On Elections

How people elect parliaments

Independent reviews of Australian electoral boundaries announced

Electoral boundaries for Australia’s national elections are being changed, and by a process entirely free of the gerrymandering that is afflicting elections in the United States, Malaysia and elsewhere.

Australia has a criterion-based, frequent and entirely non-partisan system for reviewing all its national and state electoral boundaries.

Under these arrangements, reviews are underway – with proposed new boundaries recently announced – for national House of Representatives divisions (districts) in the states of Victoria and South Australia and the Australian Capital Territory (ACT).

Established by legislation in 1984, the Australian review system is entirely in the hands of independent, non-partisan commissioners.

The Australian Constitution mandates that the numbers of House seats allocated to each of the six states must be recalculated every parliamentary term, which takes place on a roughly three-year cycle.

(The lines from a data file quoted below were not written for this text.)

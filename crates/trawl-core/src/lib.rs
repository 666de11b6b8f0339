// Copyright (c) 2025 Felix Kahle.
//
// Permission is hereby granted, free of charge, to any person obtaining
// a copy of this software and associated documentation files (the
// "Software"), to deal in the Software without restriction, including
// without limitation the rights to use, copy, modify, merge, publish,
// distribute, sublicense, and/or sell copies of the Software, and to
// permit persons to whom the Software is furnished to do so, subject to
// the following conditions:
//
// The above copyright notice and this permission notice shall be
// included in all copies or substantial portions of the Software.
//
// THE SOFTWARE IS PROVIDED "AS IS", WITHOUT WARRANTY OF ANY KIND,
// EXPRESS OR IMPLIED, INCLUDING BUT NOT LIMITED TO THE WARRANTIES OF
// MERCHANTABILITY, FITNESS FOR A PARTICULAR PURPOSE AND
// NONINFRINGEMENT. IN NO EVENT SHALL THE AUTHORS OR COPYRIGHT HOLDERS BE
// LIABLE FOR ANY CLAIM, DAMAGES OR OTHER LIABILITY, WHETHER IN AN ACTION
// OF CONTRACT, TORT OR OTHERWISE, ARISING FROM, OUT OF OR IN CONNECTION
// WITH THE SOFTWARE OR THE USE OR OTHER DEALINGS IN THE SOFTWARE.

//! # Trawl Core
//!
//! Pure, stateless collection and iteration helpers: conversions between
//! arbitrary element sources and ordered/unique containers, a uniform
//! closeable-iterator abstraction, and predicate-based search, counting,
//! and removal with guaranteed resource cleanup.
//!
//! ## Modules
//!
//! - `iter`: the `CloseableIterator` trait (a single-pass cursor with an
//!   explicit, best-effort release step), its draining terminal operations,
//!   and the adapters that bring plain iterators, optional sources, empty
//!   sources, and single elements into the abstraction.
//! - `convert`: conversions into ordered sequences, unique ordered sets,
//!   and insertion-ordered pair maps, each in a mutable and a frozen
//!   (immutable) flavor.
//! - `scan`: first-match search, counting with a direct-length fast path,
//!   short-circuiting membership tests, and the in-place removal
//!   capability.
//! - `error`: the shared error type covering malformed flat pair lists,
//!   exhausted iterators, and unsupported mutations.
//!
//! ## Purpose
//!
//! Every operation works only on the arguments passed to it and retains no
//! state between calls; concurrent use over independent sources is safe by
//! construction. Sources that hold resources are released exactly once on
//! every exit path of a traversal, and a release failure never masks the
//! traversal's result.
//!
//! Refer to each module for detailed APIs and examples.

pub mod convert;
pub mod error;
pub mod iter;
pub mod scan;
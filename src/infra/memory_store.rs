use std::collections::HashMap;
use std::sync::Mutex;

use crate::error::{AppError, AppResult};
use crate::services::KeyValueStore;

/// Session-only storage, used when nothing durable is available.
#[derive(Default)]
pub struct MemoryStore {
    entries: Mutex<HashMap<String, String>>,
}

impl MemoryStore {
    pub fn new() -> Self {
        Self::default()
    }

    fn with_entries<T>(&self, f: impl FnOnce(&mut HashMap<String, String>) -> T) -> AppResult<T> {
        let mut entries = self
            .entries
            .lock()
            .map_err(|_| AppError::Persistence("memory store lock poisoned".to_string()))?;
        Ok(f(&mut entries))
    }
}

impl KeyValueStore for MemoryStore {
    fn get(&self, key: &str) -> AppResult<Option<String>> {
        self.with_entries(|entries| entries.get(key).cloned())
    }

    fn set(&self, key: &str, value: &str) -> AppResult<()> {
        self.with_entries(|entries| {
            entries.insert(key.to_string(), value.to_string());
        })
    }

    fn remove(&self, key: &str) -> AppResult<()> {
        self.with_entries(|entries| {
            entries.remove(key);
        })
    }
}
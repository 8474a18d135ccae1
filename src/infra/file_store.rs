use std::collections::BTreeMap;
use std::fs;
use std::io::{ErrorKind, Write};
use std::path::{Path, PathBuf};
use std::sync::Mutex;

use tempfile::NamedTempFile;
use tracing::{debug, warn};

use crate::error::{AppError, AppResult};
use crate::services::KeyValueStore;

pub const STATE_FILE_NAME: &str = "view_state.json";

type Entries = BTreeMap<String, String>;

/// Key-value pairs kept as one JSON object on disk.
///
/// Every write re-reads the file so values set by another process survive;
/// a file that no longer parses is replaced.
pub struct FileStore {
    file_path: PathBuf,
    write_lock: Mutex<()>,
}

impl FileStore {
    pub fn new(file_path: impl Into<PathBuf>) -> Self {
        Self {
            file_path: file_path.into(),
            write_lock: Mutex::new(()),
        }
    }

    pub fn in_directory(dir: &Path) -> Self {
        Self::new(dir.join(STATE_FILE_NAME))
    }

    pub fn path(&self) -> &Path {
        &self.file_path
    }

    fn read_entries(&self) -> AppResult<Entries> {
        match fs::read_to_string(&self.file_path) {
            Ok(contents) if contents.trim().is_empty() => Ok(Entries::new()),
            Ok(contents) => serde_json::from_str(&contents).map_err(|err| {
                AppError::Persistence(format!(
                    "invalid state file {}: {err}",
                    self.file_path.display()
                ))
            }),
            Err(err) if err.kind() == ErrorKind::NotFound => Ok(Entries::new()),
            Err(err) => Err(self.io_failure("read", err)),
        }
    }

    /// Writes a sibling temporary file and renames it over the state file, so
    /// readers see either the old or the new contents.
    fn write_entries(&self, entries: &Entries) -> AppResult<()> {
        let parent = match self.file_path.parent() {
            Some(parent) if !parent.as_os_str().is_empty() => parent,
            _ => Path::new("."),
        };
        fs::create_dir_all(parent).map_err(|err| self.io_failure("create directory for", err))?;
        let data = serde_json::to_string_pretty(entries)
            .map_err(|err| AppError::Persistence(format!("failed to encode state: {err}")))?;

        let mut staged =
            NamedTempFile::new_in(parent).map_err(|err| self.io_failure("stage", err))?;
        staged
            .write_all(data.as_bytes())
            .and_then(|()| staged.as_file().sync_all())
            .map_err(|err| self.io_failure("write", err))?;
        staged
            .persist(&self.file_path)
            .map_err(|err| self.io_failure("replace", err.error))?;
        debug!(path = %self.file_path.display(), "saved view state");
        Ok(())
    }

    fn update(&self, apply: impl FnOnce(&mut Entries)) -> AppResult<()> {
        let _guard = self
            .write_lock
            .lock()
            .map_err(|_| AppError::Persistence("state file lock poisoned".to_string()))?;
        let mut entries = match self.read_entries() {
            Ok(entries) => entries,
            Err(AppError::Persistence(reason)) if self.file_path.is_file() => {
                warn!(%reason, "replacing unreadable view state");
                Entries::new()
            }
            Err(err) => return Err(err),
        };
        apply(&mut entries);
        self.write_entries(&entries)
    }

    fn io_failure(&self, action: &str, err: std::io::Error) -> AppError {
        AppError::Persistence(format!(
            "failed to {action} {}: {err}",
            self.file_path.display()
        ))
    }
}

impl KeyValueStore for FileStore {
    fn get(&self, key: &str) -> AppResult<Option<String>> {
        Ok(self.read_entries()?.remove(key))
    }

    fn set(&self, key: &str, value: &str) -> AppResult<()> {
        self.update(|entries| {
            entries.insert(key.to_string(), value.to_string());
        })
    }

    fn remove(&self, key: &str) -> AppResult<()> {
        self.update(|entries| {
            entries.remove(key);
        })
    }
}

#[cfg(test)]
mod tests {
    use super::*;

    #[test]
    fn missing_file_reads_as_empty() {
        let dir = tempfile::tempdir().unwrap();
        let store = FileStore::in_directory(dir.path());
        assert_eq!(store.get("groupingOption").unwrap(), None);
    }

    #[test]
    fn persists_values_across_instances() {
        let dir = tempfile::tempdir().unwrap();
        let nested = dir.path().join("kanban");

        FileStore::in_directory(&nested)
            .set("groupingOption", "team")
            .unwrap();

        let reopened = FileStore::in_directory(&nested);
        assert_eq!(
            reopened.get("groupingOption").unwrap().as_deref(),
            Some("team")
        );
    }

    #[test]
    fn overwrites_and_removes() {
        let dir = tempfile::tempdir().unwrap();
        let store = FileStore::in_directory(dir.path());
        store.set("sortingOption", "priority").unwrap();
        store.set("sortingOption", "title").unwrap();
        store.set("groupingOption", "user").unwrap();
        assert_eq!(store.get("sortingOption").unwrap().as_deref(), Some("title"));

        store.remove("sortingOption").unwrap();
        assert_eq!(store.get("sortingOption").unwrap(), None);
        assert_eq!(store.get("groupingOption").unwrap().as_deref(), Some("user"));
    }

    #[test]
    fn unwritable_location_is_a_persistence_error() {
        let dir = tempfile::tempdir().unwrap();
        let blocker = dir.path().join("blocker");
        fs::write(&blocker, "not a directory").unwrap();

        let store = FileStore::in_directory(&blocker);
        let err = store.set("groupingOption", "status").unwrap_err();
        assert!(matches!(err, AppError::Persistence(_)));
    }

    #[test]
    fn corrupt_file_is_a_persistence_error() {
        let dir = tempfile::tempdir().unwrap();
        let store = FileStore::in_directory(dir.path());
        fs::write(store.path(), "{ not json").unwrap();
        assert!(matches!(
            store.get("groupingOption"),
            Err(AppError::Persistence(_))
        ));
    }

    #[test]
    fn writes_leave_no_staging_files_behind() {
        let dir = tempfile::tempdir().unwrap();
        let store = FileStore::in_directory(dir.path());
        store.set("groupingOption", "team").unwrap();
        store.set("sortingOption", "title").unwrap();

        let names = fs::read_dir(dir.path())
            .unwrap()
            .map(|entry| entry.unwrap().file_name().into_string().unwrap())
            .collect::<Vec<_>>();
        assert_eq!(names, vec![STATE_FILE_NAME.to_string()]);

        let contents = fs::read_to_string(store.path()).unwrap();
        let entries: Entries = serde_json::from_str(&contents).unwrap();
        assert_eq!(entries.get("groupingOption").map(String::as_str), Some("team"));
    }

    #[test]
    fn writing_replaces_corrupt_file() {
        let dir = tempfile::tempdir().unwrap();
        let store = FileStore::in_directory(dir.path());
        fs::write(store.path(), "{ not json").unwrap();

        store.set("sortingOption", "title").unwrap();
        assert_eq!(store.get("sortingOption").unwrap().as_deref(), Some("title"));
    }
}
use std::fmt;

use chrono::NaiveDate;
use serde::{Deserialize, Serialize};

#[derive(Debug, Clone, PartialEq, Eq, Serialize, Deserialize)]
#[serde(rename_all = "camelCase")]
pub struct Ticket {
    pub id: String,
    pub title: String,
    #[serde(default)]
    pub description: Option<String>,
    pub status: TicketStatus,
    #[serde(default, alias = "userId")]
    pub assigned_user: Option<String>,
    #[serde(default)]
    pub team: Option<String>,
    pub priority: Priority,
    #[serde(default)]
    pub due_date: Option<NaiveDate>,
    #[serde(default, rename = "tag", skip_serializing_if = "Vec::is_empty")]
    pub tags: Vec<String>,
}

/// Workflow state of a ticket.
///
/// Labels the board does not know about are kept verbatim in `Other` so an
/// upstream addition never fails a fetch.
#[derive(Debug, Clone, PartialEq, Eq, Hash, Serialize, Deserialize)]
#[serde(from = "String", into = "String")]
pub enum TicketStatus {
    Backlog,
    Todo,
    InProgress,
    Done,
    Canceled,
    Other(String),
}

impl TicketStatus {
    pub fn as_str(&self) -> &str {
        match self {
            TicketStatus::Backlog => "Backlog",
            TicketStatus::Todo => "Todo",
            TicketStatus::InProgress => "In progress",
            TicketStatus::Done => "Done",
            TicketStatus::Canceled => "Canceled",
            TicketStatus::Other(label) => label,
        }
    }

    pub fn parse(value: &str) -> Self {
        let normalized = value
            .trim()
            .to_lowercase()
            .replace(['-', '_'], " ");
        match normalized.as_str() {
            "backlog" => TicketStatus::Backlog,
            "todo" | "to do" => TicketStatus::Todo,
            "in progress" | "inprogress" => TicketStatus::InProgress,
            "done" => TicketStatus::Done,
            "canceled" | "cancelled" => TicketStatus::Canceled,
            _ => TicketStatus::Other(value.trim().to_string()),
        }
    }
}

impl From<String> for TicketStatus {
    fn from(value: String) -> Self {
        TicketStatus::parse(&value)
    }
}

impl From<TicketStatus> for String {
    fn from(status: TicketStatus) -> Self {
        status.as_str().to_string()
    }
}

impl fmt::Display for TicketStatus {
    fn fmt(&self, f: &mut fmt::Formatter<'_>) -> fmt::Result {
        f.write_str(self.as_str())
    }
}

/// Ticket priority on a 1..=5 scale, 5 being the most pressing.
#[derive(Debug, Clone, Copy, PartialEq, Eq, PartialOrd, Ord, Hash, Serialize, Deserialize)]
#[serde(try_from = "u8", into = "u8")]
pub struct Priority(u8);

impl Priority {
    pub const MIN: u8 = 1;
    pub const MAX: u8 = 5;

    pub fn new(value: u8) -> Option<Self> {
        (Self::MIN..=Self::MAX).contains(&value).then_some(Self(value))
    }

    pub fn value(self) -> u8 {
        self.0
    }
}

impl TryFrom<u8> for Priority {
    type Error = String;

    fn try_from(value: u8) -> Result<Self, Self::Error> {
        Priority::new(value).ok_or_else(|| {
            format!(
                "priority {value} is outside {}..={}",
                Priority::MIN,
                Priority::MAX
            )
        })
    }
}

impl From<Priority> for u8 {
    fn from(priority: Priority) -> Self {
        priority.0
    }
}

impl fmt::Display for Priority {
    fn fmt(&self, f: &mut fmt::Formatter<'_>) -> fmt::Result {
        write!(f, "{}", self.0)
    }
}

#[derive(Debug, Clone, PartialEq, Eq, Serialize, Deserialize)]
pub struct User {
    pub id: String,
    pub name: String,
    #[serde(default)]
    pub available: bool,
}

#[cfg(test)]
mod tests {
    use super::*;

    #[test]
    fn deserializes_camel_case_ticket() {
        let json = r#"{
            "id": "CAM-1",
            "title": "Update user profile page UI",
            "description": "Refresh the layout",
            "status": "In progress",
            "assignedUser": "usr-1",
            "team": "web",
            "priority": 4,
            "dueDate": "2024-05-01",
            "tag": ["Feature request"]
        }"#;

        let ticket: Ticket = serde_json::from_str(json).unwrap();
        assert_eq!(ticket.status, TicketStatus::InProgress);
        assert_eq!(ticket.assigned_user.as_deref(), Some("usr-1"));
        assert_eq!(ticket.priority.value(), 4);
        assert_eq!(
            ticket.due_date,
            Some(NaiveDate::from_ymd_opt(2024, 5, 1).unwrap())
        );
        assert_eq!(ticket.tags, vec!["Feature request".to_string()]);
    }

    #[test]
    fn accepts_user_id_alias_and_missing_optionals() {
        let json = r#"{"id": "CAM-2", "title": "Add tests", "status": "Todo", "userId": "usr-2", "priority": 1}"#;

        let ticket: Ticket = serde_json::from_str(json).unwrap();
        assert_eq!(ticket.assigned_user.as_deref(), Some("usr-2"));
        assert_eq!(ticket.description, None);
        assert_eq!(ticket.team, None);
        assert_eq!(ticket.due_date, None);
        assert!(ticket.tags.is_empty());
    }

    #[test]
    fn rejects_priority_out_of_range() {
        let json = r#"{"id": "CAM-3", "title": "Bad", "status": "Todo", "priority": 9}"#;
        assert!(serde_json::from_str::<Ticket>(json).is_err());
        assert_eq!(Priority::new(0), None);
        assert_eq!(Priority::new(5).map(Priority::value), Some(5));
    }

    #[test]
    fn parses_status_labels() {
        assert_eq!(TicketStatus::parse("backlog"), TicketStatus::Backlog);
        assert_eq!(TicketStatus::parse("in-progress"), TicketStatus::InProgress);
        assert_eq!(TicketStatus::parse("Cancelled"), TicketStatus::Canceled);
        assert_eq!(
            TicketStatus::parse(" Blocked "),
            TicketStatus::Other("Blocked".to_string())
        );
        assert_eq!(TicketStatus::InProgress.to_string(), "In progress");
    }
}
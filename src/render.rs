use std::fmt::Write as _;

use console::{Color, Style};

use crate::domain::board::Group;
use crate::domain::priority::{PriorityColor, priority_color, priority_label};
use crate::domain::ticket::Ticket;
use crate::domain::view::ViewOptions;
use crate::store::TicketStore;

pub struct BoardRenderer<'a> {
    store: &'a TicketStore,
    colors: bool,
}

impl<'a> BoardRenderer<'a> {
    pub fn new(store: &'a TicketStore, colors: bool) -> Self {
        Self { store, colors }
    }

    pub fn render(&self, options: &ViewOptions, groups: &[Group<'_>]) -> String {
        let mut out = String::new();
        let title = format!(
            "Kanban Board (grouped by {}, sorted by {})",
            options.grouping, options.sorting
        );
        let _ = writeln!(out, "{}", self.style(Style::new().bold()).apply_to(title));

        if groups.is_empty() {
            let _ = writeln!(out, "\nNo tickets to display.");
            return out;
        }

        for group in groups {
            let _ = writeln!(
                out,
                "\n{} ({})",
                self.style(Style::new().bold().cyan()).apply_to(&group.name),
                group.tickets.len()
            );
            for ticket in &group.tickets {
                self.render_card(&mut out, ticket);
            }
        }
        out
    }

    fn render_card(&self, out: &mut String, ticket: &Ticket) {
        let _ = writeln!(
            out,
            "  + {} {}",
            self.dim().apply_to(&ticket.id),
            ticket.title
        );
        let description = ticket.description.as_deref().map(str::trim);
        if let Some(description) = description.filter(|d| !d.is_empty()) {
            let _ = writeln!(out, "  | {description}");
        }

        let color = terminal_color(priority_color(ticket.priority));
        let priority = format!("{} ({})", priority_label(ticket.priority), ticket.priority);
        let mut details = vec![format!(
            "Priority: {}",
            self.style(Style::new().fg(color)).apply_to(priority)
        )];
        if let Some(id) = ticket.assigned_user.as_deref() {
            let assignee = match self.store.user(id) {
                Some(user) if user.available => user.name.clone(),
                Some(user) => format!("{} (away)", user.name),
                None => id.to_string(),
            };
            details.push(format!("Assigned to: {assignee}"));
        }
        if let Some(team) = ticket.team.as_deref() {
            details.push(format!("Team: {team}"));
        }
        if let Some(due) = ticket.due_date {
            details.push(format!("Due Date: {due}"));
        }
        details.push(format!("Status: {}", ticket.status));
        if !ticket.tags.is_empty() {
            details.push(format!("Tags: {}", ticket.tags.join(", ")));
        }
        let _ = writeln!(out, "  | {}", details.join("  "));
    }

    fn dim(&self) -> Style {
        self.style(Style::new().dim())
    }

    fn style(&self, style: Style) -> Style {
        style.force_styling(self.colors)
    }
}

/// Terminals have no orange in the basic palette, so it comes from the
/// 256-color table.
pub fn terminal_color(color: PriorityColor) -> Color {
    match color {
        PriorityColor::Blue => Color::Blue,
        PriorityColor::Green => Color::Green,
        PriorityColor::Yellow => Color::Yellow,
        PriorityColor::Orange => Color::Color256(208),
        PriorityColor::Red => Color::Red,
    }
}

In recent decades the relatively faster-growing state of Queensland has gained a seat at several such re-calculations, with Western Australia and Victoria occasionally gaining seats. New South Wales and South Australia have occasionally lost seats, while Tasmania continually maintains the constitutional minimum of 5 seats at every election. The two represented Territories currently have 2 seats each, also in proportion to population as directed by legislation.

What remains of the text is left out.